• _Information provided_
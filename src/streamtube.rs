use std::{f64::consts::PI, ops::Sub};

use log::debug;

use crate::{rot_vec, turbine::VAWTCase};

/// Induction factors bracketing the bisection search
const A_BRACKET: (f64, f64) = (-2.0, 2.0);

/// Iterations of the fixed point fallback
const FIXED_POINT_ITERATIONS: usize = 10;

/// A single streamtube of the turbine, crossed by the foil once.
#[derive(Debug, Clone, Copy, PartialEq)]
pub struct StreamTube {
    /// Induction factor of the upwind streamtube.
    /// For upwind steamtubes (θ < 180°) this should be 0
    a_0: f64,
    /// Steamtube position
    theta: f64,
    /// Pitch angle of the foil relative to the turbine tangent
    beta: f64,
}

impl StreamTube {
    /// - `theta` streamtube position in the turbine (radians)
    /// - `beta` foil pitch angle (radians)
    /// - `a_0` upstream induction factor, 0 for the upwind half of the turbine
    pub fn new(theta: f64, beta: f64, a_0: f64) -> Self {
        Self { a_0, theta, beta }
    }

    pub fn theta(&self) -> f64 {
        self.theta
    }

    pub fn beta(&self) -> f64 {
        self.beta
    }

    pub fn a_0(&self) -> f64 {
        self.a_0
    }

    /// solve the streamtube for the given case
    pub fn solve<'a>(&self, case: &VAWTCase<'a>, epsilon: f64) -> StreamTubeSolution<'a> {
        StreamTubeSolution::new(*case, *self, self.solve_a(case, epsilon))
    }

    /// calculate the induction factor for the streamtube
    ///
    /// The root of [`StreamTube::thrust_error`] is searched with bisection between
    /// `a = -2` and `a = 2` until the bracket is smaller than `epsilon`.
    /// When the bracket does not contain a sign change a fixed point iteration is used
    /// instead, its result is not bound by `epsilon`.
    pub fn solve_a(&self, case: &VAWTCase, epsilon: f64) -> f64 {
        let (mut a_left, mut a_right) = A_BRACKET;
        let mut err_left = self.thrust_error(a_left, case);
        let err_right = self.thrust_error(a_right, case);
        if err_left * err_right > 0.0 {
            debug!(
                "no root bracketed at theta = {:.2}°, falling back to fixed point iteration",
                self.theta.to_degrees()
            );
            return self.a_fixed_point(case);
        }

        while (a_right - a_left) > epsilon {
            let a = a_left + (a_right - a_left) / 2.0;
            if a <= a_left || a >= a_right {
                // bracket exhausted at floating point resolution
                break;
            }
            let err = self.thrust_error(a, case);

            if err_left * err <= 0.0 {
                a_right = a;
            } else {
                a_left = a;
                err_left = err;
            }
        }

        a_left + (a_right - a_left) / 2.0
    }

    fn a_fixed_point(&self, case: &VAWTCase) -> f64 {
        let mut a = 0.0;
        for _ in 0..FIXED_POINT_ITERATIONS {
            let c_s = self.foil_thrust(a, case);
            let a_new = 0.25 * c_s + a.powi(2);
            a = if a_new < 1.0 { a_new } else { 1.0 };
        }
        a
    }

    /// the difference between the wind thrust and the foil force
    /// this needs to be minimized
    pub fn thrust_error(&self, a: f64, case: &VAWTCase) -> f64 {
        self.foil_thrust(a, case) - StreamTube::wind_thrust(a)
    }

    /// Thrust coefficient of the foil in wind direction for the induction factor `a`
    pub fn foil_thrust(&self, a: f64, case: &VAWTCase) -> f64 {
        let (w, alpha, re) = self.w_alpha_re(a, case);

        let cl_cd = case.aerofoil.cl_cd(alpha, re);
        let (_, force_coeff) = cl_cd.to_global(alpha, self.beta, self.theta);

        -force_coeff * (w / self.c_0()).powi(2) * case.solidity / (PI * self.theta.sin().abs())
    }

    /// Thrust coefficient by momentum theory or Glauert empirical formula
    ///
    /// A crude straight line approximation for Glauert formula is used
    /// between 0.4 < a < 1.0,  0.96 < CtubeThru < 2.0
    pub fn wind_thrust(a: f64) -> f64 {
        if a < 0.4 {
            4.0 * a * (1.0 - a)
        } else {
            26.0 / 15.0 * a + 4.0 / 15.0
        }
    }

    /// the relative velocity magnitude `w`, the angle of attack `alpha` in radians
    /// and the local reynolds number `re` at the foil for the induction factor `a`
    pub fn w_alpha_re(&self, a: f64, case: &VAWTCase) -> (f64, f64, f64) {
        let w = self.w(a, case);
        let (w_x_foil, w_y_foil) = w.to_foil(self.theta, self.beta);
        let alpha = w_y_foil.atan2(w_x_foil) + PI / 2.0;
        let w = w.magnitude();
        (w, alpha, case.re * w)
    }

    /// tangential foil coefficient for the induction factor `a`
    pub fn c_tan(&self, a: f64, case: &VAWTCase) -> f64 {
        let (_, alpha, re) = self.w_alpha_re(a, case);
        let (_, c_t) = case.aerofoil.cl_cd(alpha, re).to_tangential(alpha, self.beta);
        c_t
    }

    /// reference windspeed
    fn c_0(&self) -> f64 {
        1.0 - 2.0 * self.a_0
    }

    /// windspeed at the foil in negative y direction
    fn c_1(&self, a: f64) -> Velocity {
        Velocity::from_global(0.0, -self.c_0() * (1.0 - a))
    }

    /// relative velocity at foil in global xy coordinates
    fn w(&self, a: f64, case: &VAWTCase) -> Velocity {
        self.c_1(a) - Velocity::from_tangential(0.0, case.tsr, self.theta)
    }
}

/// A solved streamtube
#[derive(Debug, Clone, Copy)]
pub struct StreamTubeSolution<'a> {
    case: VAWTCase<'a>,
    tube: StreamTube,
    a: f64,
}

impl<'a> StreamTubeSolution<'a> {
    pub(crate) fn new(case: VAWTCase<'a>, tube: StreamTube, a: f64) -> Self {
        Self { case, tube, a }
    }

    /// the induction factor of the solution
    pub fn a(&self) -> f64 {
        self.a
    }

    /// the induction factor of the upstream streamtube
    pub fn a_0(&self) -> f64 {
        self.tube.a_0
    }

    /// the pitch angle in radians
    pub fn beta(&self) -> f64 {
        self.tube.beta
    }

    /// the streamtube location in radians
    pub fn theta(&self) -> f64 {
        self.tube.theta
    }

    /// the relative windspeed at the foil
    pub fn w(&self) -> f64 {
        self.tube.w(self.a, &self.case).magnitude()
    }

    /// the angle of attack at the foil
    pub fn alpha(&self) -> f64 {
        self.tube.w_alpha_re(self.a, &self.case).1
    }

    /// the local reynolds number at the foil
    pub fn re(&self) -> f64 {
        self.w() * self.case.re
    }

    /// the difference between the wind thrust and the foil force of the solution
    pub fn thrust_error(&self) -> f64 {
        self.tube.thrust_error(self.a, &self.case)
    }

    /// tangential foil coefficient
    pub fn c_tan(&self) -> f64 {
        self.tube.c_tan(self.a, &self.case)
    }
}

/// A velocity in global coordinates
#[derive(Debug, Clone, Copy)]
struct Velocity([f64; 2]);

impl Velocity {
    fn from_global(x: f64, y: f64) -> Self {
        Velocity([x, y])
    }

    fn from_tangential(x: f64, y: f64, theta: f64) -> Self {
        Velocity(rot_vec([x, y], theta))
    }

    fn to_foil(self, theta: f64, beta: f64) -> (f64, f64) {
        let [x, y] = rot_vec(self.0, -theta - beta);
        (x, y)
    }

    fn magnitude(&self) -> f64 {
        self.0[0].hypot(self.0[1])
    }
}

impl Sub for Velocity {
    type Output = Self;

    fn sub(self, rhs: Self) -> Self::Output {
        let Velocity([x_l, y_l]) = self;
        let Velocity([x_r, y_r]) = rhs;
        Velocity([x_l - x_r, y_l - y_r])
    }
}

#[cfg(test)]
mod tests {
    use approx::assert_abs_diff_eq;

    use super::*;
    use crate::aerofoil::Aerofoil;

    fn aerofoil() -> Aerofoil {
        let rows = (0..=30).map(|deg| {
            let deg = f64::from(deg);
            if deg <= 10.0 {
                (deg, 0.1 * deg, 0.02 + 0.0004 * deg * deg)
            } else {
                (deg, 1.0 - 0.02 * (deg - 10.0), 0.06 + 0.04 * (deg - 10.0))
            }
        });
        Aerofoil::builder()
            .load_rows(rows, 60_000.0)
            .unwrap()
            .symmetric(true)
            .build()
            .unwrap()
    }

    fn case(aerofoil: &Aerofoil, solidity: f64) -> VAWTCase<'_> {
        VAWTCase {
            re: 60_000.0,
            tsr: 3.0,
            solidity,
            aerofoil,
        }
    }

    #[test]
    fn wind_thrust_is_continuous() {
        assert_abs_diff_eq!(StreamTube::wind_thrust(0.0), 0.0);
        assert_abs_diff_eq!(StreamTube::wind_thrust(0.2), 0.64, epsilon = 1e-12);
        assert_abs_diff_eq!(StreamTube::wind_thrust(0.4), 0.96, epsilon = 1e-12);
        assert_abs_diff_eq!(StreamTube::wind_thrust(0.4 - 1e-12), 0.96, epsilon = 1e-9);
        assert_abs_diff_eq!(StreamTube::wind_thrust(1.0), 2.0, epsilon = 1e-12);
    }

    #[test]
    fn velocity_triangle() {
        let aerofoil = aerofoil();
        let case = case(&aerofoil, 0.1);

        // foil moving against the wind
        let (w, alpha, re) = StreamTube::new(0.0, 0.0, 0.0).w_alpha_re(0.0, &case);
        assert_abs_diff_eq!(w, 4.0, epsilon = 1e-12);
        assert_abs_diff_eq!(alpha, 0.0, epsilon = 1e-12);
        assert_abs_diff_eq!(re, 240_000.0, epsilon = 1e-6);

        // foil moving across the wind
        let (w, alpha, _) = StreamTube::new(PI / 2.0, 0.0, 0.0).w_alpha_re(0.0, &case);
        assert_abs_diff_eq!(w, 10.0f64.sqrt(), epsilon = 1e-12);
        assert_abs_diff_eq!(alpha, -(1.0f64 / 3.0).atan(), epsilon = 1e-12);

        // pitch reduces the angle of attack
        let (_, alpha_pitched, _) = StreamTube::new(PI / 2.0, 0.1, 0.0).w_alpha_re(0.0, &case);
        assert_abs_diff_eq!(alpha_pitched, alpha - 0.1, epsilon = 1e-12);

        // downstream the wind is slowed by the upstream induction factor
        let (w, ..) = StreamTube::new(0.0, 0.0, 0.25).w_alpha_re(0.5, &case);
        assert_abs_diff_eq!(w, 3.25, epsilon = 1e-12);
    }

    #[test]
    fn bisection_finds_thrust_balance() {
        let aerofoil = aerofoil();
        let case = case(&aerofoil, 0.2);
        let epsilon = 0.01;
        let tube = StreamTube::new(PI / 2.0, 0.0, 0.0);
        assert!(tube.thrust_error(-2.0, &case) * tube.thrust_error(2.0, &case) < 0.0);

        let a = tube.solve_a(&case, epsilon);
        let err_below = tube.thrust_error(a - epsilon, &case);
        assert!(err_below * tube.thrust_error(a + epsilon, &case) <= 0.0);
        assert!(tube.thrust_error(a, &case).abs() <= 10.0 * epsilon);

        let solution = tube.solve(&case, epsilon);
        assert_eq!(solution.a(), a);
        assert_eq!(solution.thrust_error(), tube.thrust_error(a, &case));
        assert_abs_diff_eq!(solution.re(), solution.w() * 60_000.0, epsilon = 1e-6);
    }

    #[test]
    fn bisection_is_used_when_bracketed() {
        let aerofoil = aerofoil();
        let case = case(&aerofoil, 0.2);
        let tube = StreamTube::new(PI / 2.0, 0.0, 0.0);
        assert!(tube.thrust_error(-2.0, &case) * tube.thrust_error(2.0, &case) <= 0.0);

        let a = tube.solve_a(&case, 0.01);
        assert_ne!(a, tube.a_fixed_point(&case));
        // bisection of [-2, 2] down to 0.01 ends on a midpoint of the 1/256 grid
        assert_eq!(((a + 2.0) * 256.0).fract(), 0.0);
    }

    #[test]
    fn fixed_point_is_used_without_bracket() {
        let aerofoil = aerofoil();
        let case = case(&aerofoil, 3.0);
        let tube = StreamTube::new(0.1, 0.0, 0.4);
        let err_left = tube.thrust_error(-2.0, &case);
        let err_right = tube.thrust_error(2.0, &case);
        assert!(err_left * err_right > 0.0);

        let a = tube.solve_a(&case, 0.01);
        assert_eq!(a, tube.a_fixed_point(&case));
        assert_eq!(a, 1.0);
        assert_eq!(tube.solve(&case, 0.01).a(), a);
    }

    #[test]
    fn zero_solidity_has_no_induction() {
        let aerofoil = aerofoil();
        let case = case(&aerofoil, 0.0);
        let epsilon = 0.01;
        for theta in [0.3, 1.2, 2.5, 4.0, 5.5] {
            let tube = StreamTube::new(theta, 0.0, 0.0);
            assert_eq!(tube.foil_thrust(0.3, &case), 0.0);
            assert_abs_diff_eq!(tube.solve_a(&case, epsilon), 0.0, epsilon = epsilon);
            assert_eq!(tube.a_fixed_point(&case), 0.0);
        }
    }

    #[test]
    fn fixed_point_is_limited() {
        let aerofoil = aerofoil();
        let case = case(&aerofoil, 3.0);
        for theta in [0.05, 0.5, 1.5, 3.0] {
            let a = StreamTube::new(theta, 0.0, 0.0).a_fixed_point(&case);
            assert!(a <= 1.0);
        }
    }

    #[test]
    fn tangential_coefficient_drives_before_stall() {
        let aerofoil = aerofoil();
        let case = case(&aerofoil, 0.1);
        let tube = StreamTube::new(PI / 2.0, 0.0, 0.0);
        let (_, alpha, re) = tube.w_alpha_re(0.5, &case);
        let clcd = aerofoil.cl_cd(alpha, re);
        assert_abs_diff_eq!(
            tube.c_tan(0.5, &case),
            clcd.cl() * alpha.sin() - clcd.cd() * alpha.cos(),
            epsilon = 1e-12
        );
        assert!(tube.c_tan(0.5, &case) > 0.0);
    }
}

• _Requirement_
Find the string "difference" in the material above, and report every line where it occurs.

• _Solution to this exercise_
    /// the difference between the wind thrust and the foil force
    /// the difference between the wind thrust and the foil force of the solution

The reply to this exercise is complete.